Table of Contents

Class SparseCategoricalCrossEntropyLoss<T>

Namespace
AiDotNet.LossFunctions
Assembly
AiDotNet.dll

Implements the Sparse Categorical Cross Entropy loss function for multi-class classification with integer labels.

public class SparseCategoricalCrossEntropyLoss<T> : LossFunctionBase<T>, ILossFunction<T>

Type Parameters

T

The numeric type used for calculations (e.g., float, double).

Inheritance
SparseCategoricalCrossEntropyLoss<T>
Implements
Inherited Members
Extension Methods

Remarks

For Beginners: Sparse Categorical Cross Entropy is similar to Categorical Cross Entropy but is used when labels are provided as class indices (0, 1, 2, ...) rather than one-hot encoded vectors.

This is more memory efficient for problems with many classes, as you only need to store the class index instead of a full one-hot encoded vector.
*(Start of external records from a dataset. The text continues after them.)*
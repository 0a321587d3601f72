//! Storage object key convention for transient parts.
//!
//! A part of `path` covering `range` is stored under `"{path}.{start}-{end}"`.
//! Reconciliation depends on nothing else about the object name.

use crate::range::Range;

/// Object key for the part of `path` covering `range`.
pub fn part_key(path: &str, range: &Range) -> String {
    format!("{path}.{range}")
}

/// Split an object key back into its file path and range.
///
/// Returns `None` for keys that do not carry a valid range suffix.
pub fn parse_part_key(key: &str) -> Option<(&str, Range)> {
    let (path, suffix) = key.rsplit_once('.')?;
    if path.is_empty() {
        return None;
    }
    let range = suffix.parse().ok()?;
    Some((path, range))
}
The formula is: SCCE = -(1/n) * Σ[log(predicted[actual_class_index])]

Where:

  • actual contains the class indices (e.g., 0, 1, 2, 3 for a 4-class problem)
  • predicted contains the predicted probabilities for all classes
  • We extract the probability for the correct class using the index from actual

Example:

  • If actual[i] = 2.0 (class index 2), and predicted has probabilities [0.1, 0.2, 0.6, 0.1], then we take predicted[2] = 0.6 and compute -log(0.6)

Key properties:

  • More memory efficient than categorical cross-entropy for many-class problems
  • Predicted values should be probabilities (between 0 and 1) from a softmax layer
  • Actual values should be valid class indices (0 to num_classes-1)
  • Often used with the softmax activation function in neural networks

To use this loss function with the Vector interface:

  • For a single sample: predicted = [p_class0, p_class1, ..., p_classN], actual = [true_class_index]
  • For batches: flatten your data appropriately or process samples individually

Constructors

SparseCategoricalCrossEntropyLoss()

Initializes a new instance of the SparseCategoricalCrossEntropyLoss class.

public SparseCategoricalCrossEntropyLoss()

Methods

CalculateDerivative(Vector<T>, Vector<T>)
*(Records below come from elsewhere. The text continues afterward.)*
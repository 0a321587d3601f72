//! PostgreSQL-based metadata store implementation.

use crate::error::{MetadataError, MetadataResult};
use crate::models::*;
use crate::repos::{FileRepo, PartRepo, StorageProviderRepo};
use crate::store::MetadataStore;
use async_trait::async_trait;
use ferry_core::{Range, StorageProvider};
use sqlx::postgres::{PgConnectOptions, PgPoolOptions};
use sqlx::{Pool, Postgres, Transaction};
use std::future::Future;
use std::str::FromStr;
use time::OffsetDateTime;
use uuid::Uuid;

/// PostgreSQL schema (embedded).
const POSTGRES_SCHEMA: &str = include_str!("postgres_schema.sql");

/// Attempts per ledger transaction before a conflict is surfaced.
const MAX_TX_ATTEMPTS: u32 = 8;

fn postgres_schema_statements(schema: &str) -> Vec<&str> {
    schema
        .split(';')
        .filter_map(|statement| {
            let trimmed = statement.trim();
            if trimmed.is_empty() {
                return None;
            }
            let has_sql = trimmed.lines().any(|line| {
                let line = line.trim();
                !line.is_empty() && !line.starts_with("--")
            });
            has_sql.then_some(trimmed)
        })
        .collect()
}

/// Serialization failures (40001) and unique violations from a concurrent
/// insert of the same key (23505) succeed when the transaction is replayed.
fn is_retryable(err: &MetadataError) -> bool {
    match err {
        MetadataError::Database(sqlx::Error::Database(db_err)) => {
            matches!(db_err.code().as_deref(), Some("40001") | Some("23505"))
        }
        _ => false,
    }
}

async fn with_retry<T, F, Fut>(operation: &str, op: F) -> MetadataResult<T>
where
    F: Fn() -> Fut,
    Fut: Future<Output = MetadataResult<T>>,
{
    let mut attempt = 1;
    loop {
        match op().await {
            Err(err) if attempt < MAX_TX_ATTEMPTS && is_retryable(&err) => {
                tracing::debug!(operation, attempt, error = %err, "retrying conflicting transaction");
                attempt += 1;
            }
            result => return result,
        }
    }
}

/// PostgreSQL-based metadata store.
pub struct PostgresStore {
    pool: Pool<Postgres>,
}

impl PostgresStore {
    /// Connect using a `postgres://` URL. Does not create the schema.
    pub async fn connect(url: &str, max_connections: u32) -> MetadataResult<Self> {
        let opts = PgConnectOptions::from_str(url)?;
        let pool = PgPoolOptions::new()
            .max_connections(max_connections)
            .connect_with(opts)
            .await?;
        Ok(Self { pool })
    }

    /// Get a reference to the connection pool.
    pub fn pool(&self) -> &Pool<Postgres> {
        &self.pool
    }

    async fn begin_serializable(&self) -> MetadataResult<Transaction<'_, Postgres>> {
        let mut tx = self.pool.begin().await?;
        sqlx::query("SET TRANSACTION ISOLATION LEVEL SERIALIZABLE")
            .execute(&mut *tx)
            .await?;
        Ok(tx)
    }

    async fn set_checksum_once(&self, n: &str, path: &str, checksum: &str) -> MetadataResult<()> {
        let now = OffsetDateTime::now_utc();
        let mut tx = self.begin_serializable().await?;
        sqlx::query(
            r#"
            INSERT INTO files (file_id, n, path, size, checksum_sha256, verified, created_at, updated_at)
            VALUES ($1, $2, $3, NULL, $4, FALSE, $5, $5)
            ON CONFLICT (n, path) DO UPDATE SET
                verified = CASE WHEN files.checksum_sha256 IS NOT DISTINCT FROM EXCLUDED.checksum_sha256
                                THEN files.verified ELSE FALSE END,
                checksum_sha256 = EXCLUDED.checksum_sha256,
                updated_at = EXCLUDED.updated_at
            "#,
        )
        .bind(Uuid::new_v4())
        .bind(n)
        .bind(path)
        .bind(checksum)
        .bind(now)
        .execute(&mut *tx)
        .await?;
        tx.commit().await?;
        Ok(())
    }

    async fn add_part_once(&self, n: &str, path: &str, part: &NewPart) -> MetadataResult<bool> {
        let size = to_db_int(part.size)?;
        let start = to_db_int(part.range.start())?;
        let end = to_db_int(part.range.end())?;
        let now = OffsetDateTime::now_utc();

        let mut tx = self.begin_serializable().await?;

        let file = sqlx::query_as::<_, FileRow>("SELECT * FROM files WHERE n = $1 AND path = $2")
            .bind(n)
            .bind(path)
            .fetch_optional(&mut *tx)
            .await?;

        let file_id = match file {
            None => {
                let file_id = Uuid::new_v4();
                sqlx::query(
                    "INSERT INTO files (file_id, n, path, size, checksum_sha256, verified, created_at, updated_at) VALUES ($1, $2, $3, $4, NULL, FALSE, $5, $5)",
                )
                .bind(file_id)
                .bind(n)
                .bind(path)
                .bind(size)
                .bind(now)
                .execute(&mut *tx)
                .await?;
                file_id
            }
            Some(file) => {
                match file.size {
                    None => {
                        sqlx::query("UPDATE files SET size = $1, updated_at = $2 WHERE file_id = $3")
                            .bind(size)
                            .bind(now)
                            .bind(file.file_id)
                            .execute(&mut *tx)
                            .await?;
                    }
                    Some(stored) if stored != size => {
                        return Err(MetadataError::MismatchedSize {
                            path: path.to_string(),
                            stored: stored as u64,
                            announced: part.size,
                        });
                    }
                    Some(_) => {}
                }
                file.file_id
            }
        };

        let existing = sqlx::query_as::<_, PartRow>(
            "SELECT * FROM parts WHERE checksum_md5 = $1 AND start_offset = $2 AND end_offset = $3",
        )
        .bind(&part.checksum_md5)
        .bind(start)
        .bind(end)
        .fetch_optional(&mut *tx)
        .await?;

        let admitted = match existing {
            Some(existing) if existing.file_id != file_id => {
                return Err(MetadataError::Constraint(format!(
                    "part {}@{} already belongs to another file",
                    part.checksum_md5, part.range
                )));
            }
            Some(existing) => !existing.complete,
            None => {
                let overlapping: Option<(i64, i64)> = sqlx::query_as(
                    r#"
                    SELECT start_offset, end_offset FROM parts
                    WHERE file_id = $1 AND start_offset <= $2 AND end_offset >= $3
                      AND NOT (start_offset = $3 AND end_offset = $2)
                    LIMIT 1
                    "#,
                )
                .bind(file_id)
                .bind(end)
                .bind(start)
                .fetch_optional(&mut *tx)
                .await?;

                if let Some((existing_start, existing_end)) = overlapping {
                    return Err(MetadataError::OverlappingRange {
                        path: path.to_string(),
                        range: part.range.to_string(),
                        existing: format!("{existing_start}-{existing_end}"),
                    });
                }

                sqlx::query(
                    "INSERT INTO parts (checksum_md5, start_offset, end_offset, file_id, complete, created_at, completed_at) VALUES ($1, $2, $3, $4, FALSE, $5, NULL)",
                )
                .bind(&part.checksum_md5)
                .bind(start)
                .bind(end)
                .bind(file_id)
                .bind(now)
                .execute(&mut *tx)
                .await?;
                true
            }
        };

        tx.commit().await?;
        Ok(admitted)
    }

    async fn complete_part_once(
        &self,
        n: &str,
        path: &str,
        range: Range,
        checksum_md5: &str,
    ) -> MetadataResult<bool> {
        let start = to_db_int(range.start())?;
        let end = to_db_int(range.end())?;
        let not_found = || MetadataError::PartNotFound(format!("{n}:{path} {range} {checksum_md5}"));

        let mut tx = self.begin_serializable().await?;

        let verified: bool =
            sqlx::query_scalar("SELECT verified FROM files WHERE n = $1 AND path = $2")
                .bind(n)
                .bind(path)
                .fetch_optional(&mut *tx)
                .await?
                .ok_or_else(not_found)?;

        let result = sqlx::query(
            r#"
            UPDATE parts SET
                complete = TRUE,
                completed_at = COALESCE(completed_at, $1)
            WHERE checksum_md5 = $2 AND start_offset = $3 AND end_offset = $4
              AND file_id = (SELECT file_id FROM files WHERE n = $5 AND path = $6)
            "#,
        )
        .bind(OffsetDateTime::now_utc())
        .bind(checksum_md5)
        .bind(start)
        .bind(end)
        .bind(n)
        .bind(path)
        .execute(&mut *tx)
        .await?;

        if result.rows_affected() == 0 {
            return Err(not_found());
        }

        tx.commit().await?;
        Ok(verified)
    }
}

#[async_trait]
impl MetadataStore for PostgresStore {
    async fn migrate(&self) -> MetadataResult<()> {
        // PostgreSQL doesn't allow multiple statements in a single prepared statement.
        for statement in postgres_schema_statements(POSTGRES_SCHEMA) {
            sqlx::query(statement).execute(&self.pool).await?;
        }
        tracing::info!("postgres schema synchronized");
        Ok(())
    }

    async fn health_check(&self) -> MetadataResult<()> {
        sqlx::query("SELECT 1").execute(&self.pool).await?;
        Ok(())
    }
}

#[async_trait]
impl FileRepo for PostgresStore {
    async fn set_checksum_sha256(&self, n: &str, path: &str, checksum: &str) -> MetadataResult<()> {
        with_retry("set_checksum_sha256", || {
            self.set_checksum_once(n, path, checksum)
        })
        .await
    }

    async fn get_file(&self, n: &str, path: &str) -> MetadataResult<Option<FileRow>> {
        let row = sqlx::query_as::<_, FileRow>("SELECT * FROM files WHERE n = $1 AND path = $2")
            .bind(n)
            .bind(path)
            .fetch_optional(&self.pool)
            .await?;
        Ok(row)
    }

    async fn get_file_by_id(&self, file_id: Uuid) -> MetadataResult<Option<FileRow>> {
        let row = sqlx::query_as::<_, FileRow>("SELECT * FROM files WHERE file_id = $1")
            .bind(file_id)
            .fetch_optional(&self.pool)
            .await?;
        Ok(row)
    }

    async fn set_verified(&self, n: &str, path: &str) -> MetadataResult<()> {
        let result =
            sqlx::query("UPDATE files SET verified = TRUE, updated_at = $1 WHERE n = $2 AND path = $3")
                .bind(OffsetDateTime::now_utc())
                .bind(n)
                .bind(path)
                .execute(&self.pool)
                .await?;
        if result.rows_affected() == 0 {
            return Err(MetadataError::NotFound(format!("file {n}:{path}")));
        }
        Ok(())
    }

    async fn get_files_to_verify(&self) -> MetadataResult<Vec<FileRow>> {
        let rows = sqlx::query_as::<_, FileRow>(
            "SELECT * FROM files WHERE checksum_sha256 IS NOT NULL AND verified = FALSE ORDER BY n, path",
        )
        .fetch_all(&self.pool)
        .await?;
        Ok(rows)
    }
}

#[async_trait]
impl PartRepo for PostgresStore {
    async fn add_part(&self, n: &str, path: &str, part: &NewPart) -> MetadataResult<bool> {
        part.validate(path)?;
        with_retry("add_part", || self.add_part_once(n, path, part)).await
    }

    async fn get_part(&self, checksum_md5: &str, range: Range) -> MetadataResult<Option<PartRow>> {
        let row = sqlx::query_as::<_, PartRow>(
            "SELECT * FROM parts WHERE checksum_md5 = $1 AND start_offset = $2 AND end_offset = $3",
        )
        .bind(checksum_md5)
        .bind(to_db_int(range.start())?)
        .bind(to_db_int(range.end())?)
        .fetch_optional(&self.pool)
        .await?;
        Ok(row)
    }

    async fn complete_part(
        &self,
        n: &str,
        path: &str,
        range: Range,
        checksum_md5: &str,
    ) -> MetadataResult<bool> {
        with_retry("complete_part", || {
            self.complete_part_once(n, path, range, checksum_md5)
        })
        .await
    }

    async fn get_completed_ranges(&self, file_id: Uuid) -> MetadataResult<Vec<Range>> {
        let rows: Vec<(i64, i64)> = sqlx::query_as(
            "SELECT start_offset, end_offset FROM parts WHERE file_id = $1 AND complete = TRUE ORDER BY start_offset",
        )
        .bind(file_id)
        .fetch_all(&self.pool)
        .await?;
        rows.into_iter()
            .map(|(start, end)| range_from_columns(start, end))
            .collect()
    }
}

#[async_trait]
impl StorageProviderRepo for PostgresStore {
    async fn add_storage_provider(&self, provider: &NewStorageProvider) -> MetadataResult<()> {
        sqlx::query(
            r#"
            INSERT INTO storage_providers
                (id, endpoint, region, access_key_id, secret_access_key,
                 bucket_location_constraint, download_url_template, created_at)
            VALUES ($1, $2, $3, $4, $5, $6, $7, $8)
            ON CONFLICT (id) DO UPDATE SET
                endpoint = EXCLUDED.endpoint,
                region = EXCLUDED.region,
                access_key_id = EXCLUDED.access_key_id,
                secret_access_key = EXCLUDED.secret_access_key,
                bucket_location_constraint = EXCLUDED.bucket_location_constraint,
                download_url_template = EXCLUDED.download_url_template
            "#,
        )
        .bind(&provider.id)
        .bind(&provider.endpoint)
        .bind(&provider.region)
        .bind(&provider.access_key_id)
        .bind(&provider.secret_access_key)
        .bind(&provider.bucket_location_constraint)
        .bind(&provider.download_url_template)
        .bind(OffsetDateTime::now_utc())
        .execute(&self.pool)
        .await?;
        Ok(())
    }

    async fn get_storage_providers(&self) -> MetadataResult<Vec<StorageProvider>> {
        let rows =
            sqlx::query_as::<_, StorageProviderRow>("SELECT * FROM storage_providers ORDER BY id")
                .fetch_all(&self.pool)
                .await?;
        Ok(rows.into_iter().map(StorageProvider::from).collect())
    }

    async fn get_storage_provider(&self, id: &str) -> MetadataResult<Option<StorageProvider>> {
        let row =
            sqlx::query_as::<_, StorageProviderRow>("SELECT * FROM storage_providers WHERE id = $1")
                .bind(id)
                .fetch_optional(&self.pool)
                .await?;
        Ok(row.map(StorageProvider::from))
    }
}

#[cfg(test)]
mod tests {
    use super::*;

    #[test]
    fn test_schema_statements_skip_comments() {
        let statements = postgres_schema_statements(POSTGRES_SCHEMA);
        assert_eq!(statements.len(), 5);
        assert!(statements[0].contains("CREATE TABLE IF NOT EXISTS files"));
        assert!(statements.iter().all(|s| !s.is_empty()));
    }

    #[test]
    fn test_non_database_errors_are_not_retried() {
        assert!(!is_retryable(&MetadataError::Internal("x".to_string())));
        assert!(!is_retryable(&MetadataError::Database(sqlx::Error::PoolTimedOut)));
    }
}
Calculates the derivative of the Sparse Categorical Cross Entropy loss function.

public override Vector<T> CalculateDerivative(Vector<T> predicted, Vector<T> actual)

Parameters

predicted Vector<T>

The predicted probability values for all classes (length = num_classes).

actual Vector<T>

The actual class indices as floating-point values (length = batch_size or 1 for single sample).

Returns

Vector<T>

A vector containing the derivatives for each class probability.

Remarks

The derivative is:

  • For the correct class: -1 / predicted[correct_class]
  • For all other classes: 0

When used with softmax activation, this combines with the softmax derivative to produce the simplified gradient (predicted - one_hot_actual).

Exceptions

ArgumentException

Thrown when class indices are invalid or vectors are empty.
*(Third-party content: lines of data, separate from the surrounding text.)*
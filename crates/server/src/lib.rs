//! Coordinating server for ferry transfers.
//!
//! This crate provides:
//! - The duplex session endpoint (`GET /v1/session`) for upload and download
//!   clients
//! - Part admission and completion for upload sessions
//! - The reconciliation loop that hands stored parts to download clients and
//!   deletes what is no longer needed
//! - Health and Prometheus endpoints

pub mod auth;
pub mod download;
pub mod error;
pub mod factory;
pub mod handlers;
pub mod hub;
pub mod metrics;
pub mod routes;
pub mod server;
pub mod session;
pub mod state;
pub mod upload;

pub use download::{DownloadCoordinator, DownloadKey, ReconcileReport};
pub use error::{ApiError, ApiResult};
pub use factory::{ProviderStorageFactory, StorageFactory};
pub use routes::create_router;
pub use server::ServerHandle;
pub use session::{Connection, SessionError};
pub use state::AppState;
pub use upload::UploadCoordinator;
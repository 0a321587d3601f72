//! Core domain types shared by the ferry server and transfer clients.
//!
//! This crate defines:
//! - Inclusive byte ranges and the merge rules for completed parts
//! - The storage object key convention for transient parts
//! - Duplex session frames and their MessagePack codec
//! - Session token claims and roles
//! - Storage provider descriptors
//! - Configuration shared by every binary

pub mod config;
pub mod error;
pub mod hash;
pub mod key;
pub mod protocol;
pub mod provider;
pub mod range;
pub mod token;

pub use error::{Error, Result};
pub use key::{parse_part_key, part_key};
pub use protocol::{
    DownloadChecksum, DownloadCompleteError, DownloadJob, Event, FileRef, Frame, FrameKind,
    PendingReplies, Reply, UploadChecksum, UploadCreateResult, UploadError, UploadJob,
    UploadRequest,
};
pub use provider::{ProviderCredentials, StorageBackendKind, StorageProvider};
pub use range::{Range, is_fully_covered, reduce_ranges};
pub use token::{RoleTag, SessionRole, TokenClaims};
CalculateLoss(Vector<T>, Vector<T>)

Calculates the Sparse Categorical Cross Entropy loss between predicted probabilities and class indices.

public override T CalculateLoss(Vector<T> predicted, Vector<T> actual)

Parameters

predicted Vector<T>

The predicted probability values for all classes (length = num_classes).

actual Vector<T>

The actual class indices as floating-point values (length = batch_size or 1 for single sample).

Returns

T

The sparse categorical cross entropy loss value.

Remarks

For single-sample usage, if predicted has N classes and actual[0] = k (class index k), the loss is -log(predicted[k]).

Unlike other loss functions, predicted and actual can have different lengths:

  • predicted.Length = number of classes (N)
  • actual.Length = number of samples in batch (M) Each actual[i] contains the class index for sample i.

Exceptions

ArgumentException

Thrown when class indices are invalid or vectors are empty.